Alice sends a vector \(\vec{a}\), and Bob receives a noisy version \(\vec{b}\).

2. Key Representation

Bob generates a vector \(\vec{u}\), which encodes the target key.

3. Norm Scaling

Bob rescales \(\vec{u}\) so that \(\|\vec{u}\| = \|\vec{b}\|\).
This ensures the transformation between them can be purely orthogonal.

4. Randomisation

Bob applies a random rotation to \(\vec{b}\), producing \(\vec{b}'\).
This step hides structural information and introduces randomness.

5. Householder Construction

Bob computes a Householder transformation that maps \(\vec{b}'\) to \(\vec{u_s}\).
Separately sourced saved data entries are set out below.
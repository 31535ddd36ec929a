use axum::{
    extract::{Path, State},
    Extension, Json,
};
use axum_extra::extract::WithRejection;
use serde::Serialize;
use uuid::Uuid;

use models::automation::AutomationStatus;
use service::automation_service;
use service::dashboard_service::{self, ActivityItem, DashboardCampaign, DashboardStat};

use crate::errors::JsonApiError;
use crate::extract::ApiPath;
use super::auth::{CurrentUser, ServerState};

type Caller = Extension<CurrentUser>;

#[derive(Debug, Serialize)]
pub struct CampaignState {
    pub status: AutomationStatus,
    pub id: Uuid,
}

#[utoipa::path(get, path = "/api/v1/dashboard/stats", tag = "dashboard", responses((status = 200, description = "Stat cards")))]
pub async fn stats(State(state): State<ServerState>, Extension(CurrentUser(user)): Caller) -> Result<Json<Vec<DashboardStat>>, JsonApiError> {
    Ok(Json(dashboard_service::stats(&state.db, user.id).await?))
}

#[utoipa::path(get, path = "/api/v1/dashboard/campaigns", tag = "dashboard", responses((status = 200, description = "Automations as campaigns")))]
pub async fn campaigns(State(state): State<ServerState>, Extension(CurrentUser(user)): Caller) -> Result<Json<Vec<DashboardCampaign>>, JsonApiError> {
    Ok(Json(dashboard_service::campaigns(&state.db, user.id).await?))
}

#[utoipa::path(get, path = "/api/v1/dashboard/activity", tag = "dashboard", responses((status = 200, description = "Recent activity")))]
pub async fn activity(State(state): State<ServerState>, Extension(CurrentUser(user)): Caller) -> Result<Json<Vec<ActivityItem>>, JsonApiError> {
    Ok(Json(dashboard_service::activity(&state.db, user.id).await?))
}

async fn set_campaign_status(state: &ServerState, user_id: Uuid, id: Uuid, status: AutomationStatus) -> Result<Json<CampaignState>, JsonApiError> {
    let saved = automation_service::set_status(&state.db, user_id, id, status).await?;
    Ok(Json(CampaignState { status, id: saved.automation.id }))
}

#[utoipa::path(post, path = "/api/v1/dashboard/campaigns/{id}/pause", tag = "dashboard", responses((status = 200, description = "Paused"), (status = 404, description = "Not found")))]
pub async fn pause(State(state): State<ServerState>, Extension(CurrentUser(user)): Caller, WithRejection(Path(id), _): ApiPath<Uuid>) -> Result<Json<CampaignState>, JsonApiError> {
    set_campaign_status(&state, user.id, id, AutomationStatus::Paused).await
}

#[utoipa::path(post, path = "/api/v1/dashboard/campaigns/{id}/resume", tag = "dashboard", responses((status = 200, description = "Running"), (status = 404, description = "Not found")))]
pub async fn resume(State(state): State<ServerState>, Extension(CurrentUser(user)): Caller, WithRejection(Path(id), _): ApiPath<Uuid>) -> Result<Json<CampaignState>, JsonApiError> {
    set_campaign_status(&state, user.id, id, AutomationStatus::Running).await
}
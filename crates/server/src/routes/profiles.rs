use axum::{extract::State, http::StatusCode, Extension, Json};
use axum_extra::extract::WithRejection;

use service::profile_service::{self, ProfileInput, ProfileView};

use crate::errors::JsonApiError;
use crate::extract::ApiJson;
use super::auth::{CurrentUser, ServerState};

#[utoipa::path(get, path = "/api/v1/profiles/me", tag = "profiles", responses((status = 200, description = "Current user's profile")))]
pub async fn me(
    State(state): State<ServerState>,
    Extension(CurrentUser(user)): Extension<CurrentUser>,
) -> Result<Json<ProfileView>, JsonApiError> {
    let view = profile_service::get_or_create(&state.db, user.id, user.full_name.as_deref()).await?;
    Ok(Json(view))
}

#[utoipa::path(post, path = "/api/v1/profiles", tag = "profiles", responses((status = 201, description = "Created"), (status = 409, description = "Profile exists")))]
pub async fn create(
    State(state): State<ServerState>,
    Extension(CurrentUser(user)): Extension<CurrentUser>,
    WithRejection(Json(input), _): ApiJson<ProfileInput>,
) -> Result<(StatusCode, Json<ProfileView>), JsonApiError> {
    let view = profile_service::create(&state.db, user.id, user.full_name.as_deref(), input).await?;
    Ok((StatusCode::CREATED, Json(view)))
}

#[utoipa::path(put, path = "/api/v1/profiles/me", tag = "profiles", responses((status = 200, description = "Updated"), (status = 404, description = "No profile")))]
pub async fn update(
    State(state): State<ServerState>,
    Extension(CurrentUser(user)): Extension<CurrentUser>,
    WithRejection(Json(input), _): ApiJson<ProfileInput>,
) -> Result<Json<ProfileView>, JsonApiError> {
    let view = profile_service::update(&state.db, user.id, user.full_name.as_deref(), input).await?;
    Ok(Json(view))
}
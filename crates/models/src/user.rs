use sea_orm::{entity::prelude::*, ConnectionTrait, QueryFilter, Set};
use uuid::Uuid;
use chrono::Utc;
use serde::{Deserialize, Serialize};

use crate::errors::ModelError;
use crate::{automation, profile, user_job, user_setup};

pub const PASSWORD_MIN_LEN: usize = 8;
/// Upper bound kept compatible with bcrypt-era hashes.
pub const PASSWORD_MAX_LEN: usize = 72;

#[derive(Clone, Debug, PartialEq, DeriveEntityModel, Serialize, Deserialize)]
#[sea_orm(table_name = "users")]
pub struct Model {
    #[sea_orm(primary_key, auto_increment = false)]
    pub id: Uuid,
    #[sea_orm(unique)]
    pub email: String,
    #[serde(skip_serializing)]
    pub hashed_password: String,
    pub full_name: Option<String>,
    #[sea_orm(unique)]
    pub username: Option<String>,
    pub email_verified: bool,
    pub password_changed_at: Option<DateTimeWithTimeZone>,
    pub two_factor_enabled: bool,
    pub is_active: bool,
    pub is_superuser: bool,
    pub created_at: DateTimeWithTimeZone,
    pub updated_at: DateTimeWithTimeZone,
}

#[derive(Copy, Clone, Debug, EnumIter)]
pub enum Relation {
    Profile,
    Setup,
    Automations,
    UserJobs,
}

impl RelationTrait for Relation {
    fn def(&self) -> RelationDef {
        match self {
            Relation::Profile => Entity::has_one(profile::Entity).into(),
            Relation::Setup => Entity::has_one(user_setup::Entity).into(),
            Relation::Automations => Entity::has_many(automation::Entity).into(),
            Relation::UserJobs => Entity::has_many(user_job::Entity).into(),
        }
    }
}

impl Related<profile::Entity> for Entity {
    fn to() -> RelationDef { Relation::Profile.def() }
}

impl Related<user_setup::Entity> for Entity {
    fn to() -> RelationDef { Relation::Setup.def() }
}

impl Related<automation::Entity> for Entity {
    fn to() -> RelationDef { Relation::Automations.def() }
}

impl Related<user_job::Entity> for Entity {
    fn to() -> RelationDef { Relation::UserJobs.def() }
}

impl ActiveModelBehavior for ActiveModel {}

/// Lowercase and trim an address before it is stored or looked up.
pub fn normalize_email(email: &str) -> String {
    email.trim().to_lowercase()
}

pub fn validate_email(email: &str) -> Result<(), ModelError> {
    let email = email.trim();
    if email.is_empty() || email.len() > 255 || email.chars().any(char::is_whitespace) {
        return Err(ModelError::Validation("invalid email".into()));
    }
    let mut parts = email.splitn(2, '@');
    let local = parts.next().unwrap_or_default();
    let domain = parts.next().unwrap_or_default();
    if local.is_empty() || domain.contains('@') {
        return Err(ModelError::Validation("invalid email".into()));
    }
    let labels_ok = domain.contains('.')
        && domain.split('.').all(|label| !label.is_empty());
    if !labels_ok {
        return Err(ModelError::Validation("invalid email".into()));
    }
    Ok(())
}

pub fn validate_password(password: &str) -> Result<(), ModelError> {
    let len = password.chars().count();
    if !(PASSWORD_MIN_LEN..=PASSWORD_MAX_LEN).contains(&len) {
        return Err(ModelError::Validation(format!(
            "password must be between {PASSWORD_MIN_LEN} and {PASSWORD_MAX_LEN} characters"
        )));
    }
    Ok(())
}

/// Usernames: 1-64 of `A-Z a-z 0-9 _ . -`.
pub fn validate_username(username: &str) -> Result<(), ModelError> {
    let ok = (1..=64).contains(&username.len())
        && username
            .chars()
            .all(|c| c.is_ascii_alphanumeric() || matches!(c, '_' | '.' | '-'));
    if !ok {
        return Err(ModelError::Validation(
            "username may only contain letters, digits, '_', '.' and '-' (max 64)".into(),
        ));
    }
    Ok(())
}

pub async fn find_by_email<C: ConnectionTrait>(db: &C, email: &str) -> Result<Option<Model>, ModelError> {
    Ok(Entity::find()
        .filter(Column::Email.eq(normalize_email(email)))
        .one(db)
        .await?)
}

pub async fn find_by_username<C: ConnectionTrait>(db: &C, username: &str) -> Result<Option<Model>, ModelError> {
    Ok(Entity::find()
        .filter(Column::Username.eq(username))
        .one(db)
        .await?)
}

/// Insert a user with an already-hashed password.
pub async fn create<C: ConnectionTrait>(
    db: &C,
    email: &str,
    hashed_password: &str,
    full_name: Option<String>,
) -> Result<Model, ModelError> {
    validate_email(email)?;
    let now = Utc::now().into();
    let am = ActiveModel {
        id: Set(Uuid::new_v4()),
        email: Set(normalize_email(email)),
        hashed_password: Set(hashed_password.to_string()),
        full_name: Set(full_name.filter(|n| !n.trim().is_empty())),
        username: Set(None),
        email_verified: Set(false),
        password_changed_at: Set(Some(now)),
        two_factor_enabled: Set(false),
        is_active: Set(true),
        is_superuser: Set(false),
        created_at: Set(now),
        updated_at: Set(now),
    };
    Ok(am.insert(db).await?)
}

#[cfg(test)]
mod tests {
    use super::*;

    #[test]
    fn email_shapes() {
        assert!(validate_email("alice@example.com").is_ok());
        assert!(validate_email("  bob.s@mail.co.uk ").is_ok());
        assert!(validate_email("no-at-sign").is_err());
        assert!(validate_email("@example.com").is_err());
        assert!(validate_email("a@b@c.com").is_err());
        assert!(validate_email("a@localhost").is_err());
        assert!(validate_email("a@example..com").is_err());
        assert!(validate_email("a b@example.com").is_err());
    }

    #[test]
    fn normalizes_case_and_whitespace() {
        assert_eq!(normalize_email(" Alice@Example.COM "), "alice@example.com");
    }

    #[test]
    fn password_length_bounds() {
        assert!(validate_password("1234567").is_err());
        assert!(validate_password("12345678").is_ok());
        assert!(validate_password(&"x".repeat(72)).is_ok());
        assert!(validate_password(&"x".repeat(73)).is_err());
    }

    #[test]
    fn username_charset() {
        assert!(validate_username("alice_s").is_ok());
        assert!(validate_username("a.b-c_9").is_ok());
        assert!(validate_username("").is_err());
        assert!(validate_username("has space").is_err());
        assert!(validate_username("émile").is_err());
        assert!(validate_username(&"u".repeat(65)).is_err());
    }
}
A Householder matrix is defined as:

\[ H = I - 2 \frac{\vec{v}\vec{v}^T}{\vec{v}^T \vec{v}}, \]

where:

\[ \vec{v} = \vec{b}' - \vec{u_s}. \]

This transformation reflects \(\vec{b}'\) onto \(\vec{u}\).

6. Final Rotation Matrix

By composing the random rotation and the Householder reflection, Bob obtains a single orthogonal matrix that maps the original \(\vec{b}\) to \(\vec{u_s}\).